Предварительно-то они обговаривали вполне заурядный способ. Деньги должны были явиться на свет божий посредством мановения пленительной длани. Хотя экспромт с декольте, чего греха таить, Инге удался. По высшему баллу шкалы какого-нибудь Акопяна. К тому же у Акопяна, поди, и декольтировать нечего.
Другое дело Инга.
Неудивительно, что в самом скором времени шушуканье по углам-кулуарам «Карамболя» переросло в жужжанье, болботанье, утробное урчанье. Выплеснулось оно нашествием целого ряда господ, возжелавших немедленно помочь «сиротке». Причем с явными намерениями сперва запустить как бы невзначай пакостливые ручонки в то самое декольте и только потом разразиться квохтаньем наподобие: «Уж извините меня, сударыня, так получилось, сам не пойму как… А не изволите ль принять, так ск'ть, в виде компенсации скромную сумму…»

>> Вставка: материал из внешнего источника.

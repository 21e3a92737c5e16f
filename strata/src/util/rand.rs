//! Deterministic pseudo-random number generator.

use std::num::Wrapping;

use glam::{DVec2, IVec2};


const MULTIPLIER: Wrapping<i64> = Wrapping(0x5DEECE66D);
const ADDEND: Wrapping<i64> = Wrapping(0xB);
const MASK: Wrapping<i64> = Wrapping((1 << 48) - 1);

const FLOAT_DIV: f32 = (1u32 << 24) as f32;
const DOUBLE_DIV: f64 = (1u64 << 53) as f64;


#[inline]
fn initial_scramble(seed: i64) -> Wrapping<i64> {
    (Wrapping(seed) ^ MULTIPLIER) & MASK
}

/// Mix a world seed with a region coordinate and a salt, the result is used to seed
/// generators that must give the same sequence for the same region on every run.
pub fn region_seed(seed: i64, region: IVec2, salt: i64) -> i64 {
    let x = (region.x as i64).wrapping_mul(341873128712);
    let y = (region.y as i64).wrapping_mul(132897987541);
    seed ^ x.wrapping_add(y) ^ salt.wrapping_mul(0x2545F4914F6CDD1D)
}


/// A 48-bit linear congruential generator, every sequence is fully determined by its
/// seed, which is what makes region generation reproducible.
#[derive(Debug, Clone)]
pub struct SeededRandom {
    seed: Wrapping<i64>
}

impl SeededRandom {

    #[inline]
    pub fn new(seed: i64) -> Self {
        Self { seed: initial_scramble(seed) }
    }

    /// Create a generator for the given region, see [`region_seed`].
    #[inline]
    pub fn new_region(seed: i64, region: IVec2, salt: i64) -> Self {
        Self::new(region_seed(seed, region, salt))
    }

    #[inline]
    pub fn set_seed(&mut self, seed: i64) {
        self.seed = initial_scramble(seed);
    }

    #[inline]
    fn next(&mut self, bits: u8) -> i32 {
        self.seed = (self.seed * MULTIPLIER + ADDEND) & MASK;
        (self.seed.0 as u64 >> (48 - bits)) as i32
    }

    #[inline]
    pub fn next_int(&mut self) -> i32 {
        self.next(32)
    }

    /// Get the next integer in `0..bound`, the bound must be positive.
    pub fn next_int_bounded(&mut self, bound: i32) -> i32 {

        debug_assert!(bound > 0, "bound must be positive");

        if (bound & -bound) == bound {
            (((bound as i64).wrapping_mul(self.next(31) as i64)) >> 31) as i32
        } else {

            let mut bits;
            let mut val;

            loop {
                bits = self.next(31);
                val = bits.rem_euclid(bound);
                if bits.wrapping_sub(val).wrapping_add(bound - 1) >= 0 {
                    break;
                }
            }

            val

        }

    }

    /// Get the next integer in the inclusive range `min..=max`.
    #[inline]
    pub fn next_int_range(&mut self, min: i32, max: i32) -> i32 {
        min + self.next_int_bounded(max - min + 1)
    }

    pub fn next_long(&mut self) -> i64 {
        ((self.next(32) as i64) << 32).wrapping_add(self.next(32) as i64)
    }

    pub fn next_bool(&mut self) -> bool {
        self.next(1) != 0
    }

    /// Return true with a probability of `1 / n`.
    #[inline]
    pub fn next_chance(&mut self, n: i32) -> bool {
        self.next_int_bounded(n) == 0
    }

    pub fn next_float(&mut self) -> f32 {
        self.next(24) as f32 / FLOAT_DIV
    }

    pub fn next_double(&mut self) -> f64 {
        let high = (self.next(26) as i64) << 27;
        let low = self.next(27) as i64;
        (high.wrapping_add(low) as f64) / DOUBLE_DIV
    }

    pub fn next_dvec2(&mut self) -> DVec2 {
        DVec2 {
            x: self.next_double(),
            y: self.next_double(),
        }
    }

    /// Randomly pick an item in the given slice, the slice must not be empty.
    #[inline]
    pub fn next_choice<T: Copy>(&mut self, items: &[T]) -> T {
        items[self.next_int_bounded(items.len() as i32) as usize]
    }

}


#[cfg(test)]
mod tests {

    use super::*;

    #[test]
    fn same_seed_same_sequence() {
        let mut a = SeededRandom::new(42);
        let mut b = SeededRandom::new(42);
        for _ in 0..100 {
            assert_eq!(a.next_long(), b.next_long());
        }
    }

    #[test]
    fn bounded_stays_in_bounds() {
        let mut rand = SeededRandom::new(7);
        for bound in [1, 2, 3, 7, 16, 100] {
            for _ in 0..200 {
                let v = rand.next_int_bounded(bound);
                assert!(v >= 0 && v < bound);
            }
        }
        for _ in 0..200 {
            let v = rand.next_int_range(-3, 3);
            assert!((-3..=3).contains(&v));
        }
    }

    #[test]
    fn region_seeds_differ() {
        let a = region_seed(42, IVec2::new(0, 0), 0);
        let b = region_seed(42, IVec2::new(1, 0), 0);
        let c = region_seed(42, IVec2::new(0, 1), 0);
        let d = region_seed(42, IVec2::new(0, 0), 1);
        assert_ne!(a, b);
        assert_ne!(a, c);
        assert_ne!(b, c);
        assert_ne!(a, d);
    }

}
//! Tile entities are the sparse, per-tile data attached to some tiles. Only their
//! generation-time description is stored here, the simulation that runs them is an
//! external concern.

use arcstr::ArcStr;


/// All kinds of tile entities.
#[derive(Debug, Clone, PartialEq)]
pub enum TileEntity {
    Chest(ChestTileEntity),
    Sign(SignTileEntity),
    Spawner(SpawnerTileEntity),
}

/// A chest whose content is rolled later from a loot table.
#[derive(Debug, Clone, PartialEq)]
pub struct ChestTileEntity {
    /// Identifier of the loot table used to fill the chest.
    pub loot_table: ArcStr,
    /// Seed used when rolling the loot table.
    pub loot_seed: i64,
}

#[derive(Debug, Clone, PartialEq)]
pub struct SignTileEntity {
    pub text: ArcStr,
}

/// A spawner periodically spawning the given entity kind.
#[derive(Debug, Clone, PartialEq)]
pub struct SpawnerTileEntity {
    /// Kind of entity to spawn.
    pub entity: ArcStr,
    /// Remaining ticks before the next spawn.
    pub delay: u16,
}

impl TileEntity {

    /// Numeric tag of the tile entity kind, used by the region codec.
    pub fn tag(&self) -> u8 {
        match self {
            TileEntity::Chest(_) => 0,
            TileEntity::Sign(_) => 1,
            TileEntity::Spawner(_) => 2,
        }
    }

}
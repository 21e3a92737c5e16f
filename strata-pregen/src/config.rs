//! The configuration of the pre-generator, given from environment variables and lazy
//! initialized when needed.

use std::path::{Path, PathBuf};
use std::str::FromStr;
use std::env;

use once_cell::sync::OnceCell;
use tracing::warn;

use strata::store::DEFAULT_UNLOAD_DELAY;


/// Parse the given environment variable, falling back to the default value when it is
/// absent or invalid.
fn parse_var<T: FromStr>(name: &str, default: T) -> T {
    parse_value(name, env::var(name).ok().as_deref(), default)
}

fn parse_value<T: FromStr>(name: &str, value: Option<&str>, default: T) -> T {
    match value {
        Some(value) => match value.trim().parse() {
            Ok(value) => value,
            Err(_) => {
                warn!("invalid value for {name}: {value:?}, using default");
                default
            }
        },
        None => default,
    }
}

/// The world seed.
///
/// To change it, set `STRATA_SEED=<integer>`.
pub fn seed() -> i64 {
    static ENV: OnceCell<i64> = OnceCell::new();
    *ENV.get_or_init(|| parse_var("STRATA_SEED", 0))
}

/// Number of generation workers, defaults to the available parallelism.
///
/// To change it, set `STRATA_WORKERS=<count>`.
pub fn workers() -> usize {
    static ENV: OnceCell<usize> = OnceCell::new();
    *ENV.get_or_init(|| {
        let default = std::thread::available_parallelism().map_or(2, |n| n.get());
        parse_var("STRATA_WORKERS", default).max(1)
    })
}

/// Radius, in regions, of the square kept anchored around the spawn region.
///
/// To change it, set `STRATA_RADIUS=<regions>`.
pub fn radius() -> i32 {
    static ENV: OnceCell<i32> = OnceCell::new();
    *ENV.get_or_init(|| parse_var("STRATA_RADIUS", 2).max(0))
}

/// Number of idle ticks before a region is saved and unloaded.
///
/// To change it, set `STRATA_UNLOAD_DELAY=<ticks>`.
pub fn unload_delay() -> u32 {
    static ENV: OnceCell<u32> = OnceCell::new();
    *ENV.get_or_init(|| parse_var("STRATA_UNLOAD_DELAY", DEFAULT_UNLOAD_DELAY))
}

/// Directory where region files are saved, regions are only kept in memory if unset.
///
/// To enable saving, set `STRATA_SAVE_DIR=<path>`.
pub fn save_dir() -> Option<&'static Path> {
    static ENV: OnceCell<Option<PathBuf>> = OnceCell::new();
    ENV.get_or_init(|| env::var_os("STRATA_SAVE_DIR").filter(|s| !s.is_empty()).map(PathBuf::from))
        .as_deref()
}
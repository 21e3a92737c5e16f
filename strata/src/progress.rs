//! Load progress reporting, every region generation is bracketed by a start and an end
//! notification so that a loading screen can count outstanding work.

use std::sync::atomic::{AtomicU64, Ordering};
use std::sync::Arc;


/// A collaborator notified around every region generation.
pub trait LoadProgress: Send + Sync {

    /// Called when a generation request starts.
    fn start_load(&self);

    /// Called when a generation request ends, whatever its result.
    fn end_load(&self);

}

/// Progress sink that ignores every notification.
#[derive(Debug, Default)]
pub struct NoProgress;

impl LoadProgress for NoProgress {
    fn start_load(&self) { }
    fn end_load(&self) { }
}

/// Progress sink counting started and ended loads.
#[derive(Debug, Default)]
pub struct LoadCounter {
    started: AtomicU64,
    ended: AtomicU64,
}

impl LoadCounter {

    pub fn new() -> Self {
        Self::default()
    }

    #[inline]
    pub fn started(&self) -> u64 {
        self.started.load(Ordering::Acquire)
    }

    #[inline]
    pub fn ended(&self) -> u64 {
        self.ended.load(Ordering::Acquire)
    }

    /// Number of loads started but not yet ended.
    pub fn outstanding(&self) -> u64 {
        // Read the end first, so a concurrent end never makes this negative.
        let ended = self.ended();
        self.started().saturating_sub(ended)
    }

}

impl LoadProgress for LoadCounter {

    fn start_load(&self) {
        self.started.fetch_add(1, Ordering::AcqRel);
    }

    fn end_load(&self) {
        self.ended.fetch_add(1, Ordering::AcqRel);
    }

}

/// Guard calling [`LoadProgress::end_load`] when dropped, created by
/// [`LoadGuard::start`].
pub(crate) struct LoadGuard {
    progress: Arc<dyn LoadProgress>,
}

impl LoadGuard {

    pub fn start(progress: Arc<dyn LoadProgress>) -> Self {
        progress.start_load();
        Self { progress }
    }

}

impl Drop for LoadGuard {
    fn drop(&mut self) {
        self.progress.end_load();
    }
}
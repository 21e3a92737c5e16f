//! Tile-aligned rectangles.

use std::fmt;

use glam::IVec2;


/// An axis-aligned rectangle of tiles, the minimum is inclusive and the maximum is
/// exclusive.
#[derive(Debug, Clone, Copy, PartialEq, Eq, Hash, Default)]
pub struct TileRect {
    pub min: IVec2,
    pub max: IVec2,
}

impl TileRect {

    pub const fn new(min: IVec2, max: IVec2) -> Self {
        Self {
            min,
            max,
        }
    }

    /// Construct a rectangle from its minimum corner and its size.
    pub fn from_size(min: IVec2, size: IVec2) -> Self {
        Self::new(min, min + size)
    }

    pub fn size(self) -> IVec2 {
        self.max - self.min
    }

    pub fn is_empty(self) -> bool {
        self.max.x <= self.min.x || self.max.y <= self.min.y
    }

    /// Offset this rectangle by the given delta.
    pub fn offset(self, delta: IVec2) -> Self {
        Self::new(self.min + delta, self.max + delta)
    }

    /// Expand this rectangle in all direction by the given delta.
    pub fn inflate(self, delta: i32) -> Self {
        Self::new(self.min - delta, self.max + delta)
    }

    /// Return true if this rectangle contains the given tile.
    pub fn contains(self, pos: IVec2) -> bool {
        pos.x >= self.min.x && pos.x < self.max.x &&
        pos.y >= self.min.y && pos.y < self.max.y
    }

    /// Return true if every tile of the given rectangle is in this one, an empty
    /// rectangle is contained in any rectangle.
    pub fn contains_rect(self, other: Self) -> bool {
        other.is_empty() || (other.min.cmpge(self.min).all() && other.max.cmple(self.max).all())
    }

    /// Return the intersection of both rectangles, which may be empty.
    pub fn intersection(self, other: Self) -> Self {
        Self::new(self.min.max(other.min), self.max.min(other.max))
    }

    /// Return true if this rectangle shares at least one tile with the given one.
    pub fn intersects(self, other: Self) -> bool {
        !self.intersection(other).is_empty()
    }

    /// Iterate over every tile of this rectangle, rows first.
    pub fn iter(self) -> impl Iterator<Item = IVec2> {
        (self.min.y..self.max.y).flat_map(move |y| {
            (self.min.x..self.max.x).map(move |x| IVec2::new(x, y))
        })
    }

}

impl fmt::Display for TileRect {
    fn fmt(&self, f: &mut fmt::Formatter<'_>) -> fmt::Result {
        write!(f, "[{}, {})", self.min, self.max)
    }
}
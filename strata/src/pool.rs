//! A fixed pool of named worker threads fed by a shared job channel.

use std::panic::{self, AssertUnwindSafe};
use std::thread::{self, JoinHandle};
use std::io;

use crossbeam_channel::{unbounded, Sender, Receiver};
use tracing::{trace, warn};


/// A job run to completion by one worker.
pub type Job = Box<dyn FnOnce() + Send + 'static>;

/// Worker threads sharing a single unbounded job queue. Dropping the pool closes the
/// queue, lets workers finish every queued job and joins them.
pub struct WorkerPool {
    /// Job sender, only none while dropping.
    sender: Option<Sender<Job>>,
    workers: Vec<JoinHandle<()>>,
}

impl WorkerPool {

    /// Spawn a pool with the given number of workers, at least one worker is spawned.
    pub fn new(name: &str, count: usize) -> io::Result<Self> {

        let (sender, receiver) = unbounded::<Job>();
        let mut workers = Vec::with_capacity(count.max(1));

        for i in 0..count.max(1) {
            let receiver = receiver.clone();
            workers.push(thread::Builder::new()
                .name(format!("{name} Worker #{i}"))
                .spawn(move || run_worker(receiver))?);
        }

        Ok(Self {
            sender: Some(sender),
            workers,
        })

    }

    /// Number of workers in this pool.
    #[inline]
    pub fn len(&self) -> usize {
        self.workers.len()
    }

    #[inline]
    pub fn is_empty(&self) -> bool {
        self.workers.is_empty()
    }

    /// Number of jobs waiting for a worker.
    pub fn queued(&self) -> usize {
        self.sender.as_ref().map_or(0, |sender| sender.len())
    }

    /// Submit a job to the pool, it will run on one of the workers.
    pub fn submit(&self, job: impl FnOnce() + Send + 'static) {
        if let Some(sender) = &self.sender {
            // Workers only exit once the sender is dropped, so this cannot fail.
            let _ = sender.send(Box::new(job));
        }
    }

}

impl Drop for WorkerPool {
    fn drop(&mut self) {
        drop(self.sender.take());
        for worker in self.workers.drain(..) {
            let _ = worker.join();
        }
    }
}

fn run_worker(receiver: Receiver<Job>) {
    // Run while the channel is existing, so while the pool exists.
    while let Ok(job) = receiver.recv() {
        if panic::catch_unwind(AssertUnwindSafe(job)).is_err() {
            warn!("a job panicked in worker {:?}", thread::current().name());
        }
    }
    trace!("worker {:?} stopped", thread::current().name());
}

«Ну-ну, – веселился инженер-оборотень, – полезли червяки на дождь!»
В этот момент сзади деликатно кашлянули ему прямо в ухо. Он скосил глаз.
Ага, вот и завертелось! Возле него топтался подсвинок из Казначейства.
– Добрейший вечерок, Алексей, – заговорщицки подмигнул подсвинок. – Узнаете раздетого вами беднягу?
– Так уж и раздетого, – пожурил выдумщика Попов.
– Ну пусть не догола. Однако поражение нанесено. Я требую незамедлительной сатисфакции. Мы тут с моим дорогим другом Августином Дерябнычем как раз беседовали о нашей с вами недавней игре. А тут и вы сами оказались, хе-хе, с оказией. Не соблаговолите присоединиться? – Подсвинок уморительно сморщил «пятачок».
– Ба, ба, да какие разговоры! – вскричал Алексей и тотчас полез обниматься, невзначай наступив подсвинку на ногу и выплеснув в пиджачный карман полкоктейля. – Дункан Накладыч, дорогой! – голосил он, сжимая попискивающего казначейского чиновничка в богатырских объятиях. – Чудовищно рад видеть вас снова! Уж так рад, так рад, не приведи господь! Да боюсь, с сатисфакцией ничего не выйдет. Как певал, бывало, Джек Миггер, орало капиталистической клоаки: «I can't get no satisfaction». Вы ж игрок-то страсть какой сильный! Я это сразу понял. Чистая случайность, что давеча выиграть у вас получилось. Повторить ни за что не выйдет. А проигрыша Инга мне не простит, куда там!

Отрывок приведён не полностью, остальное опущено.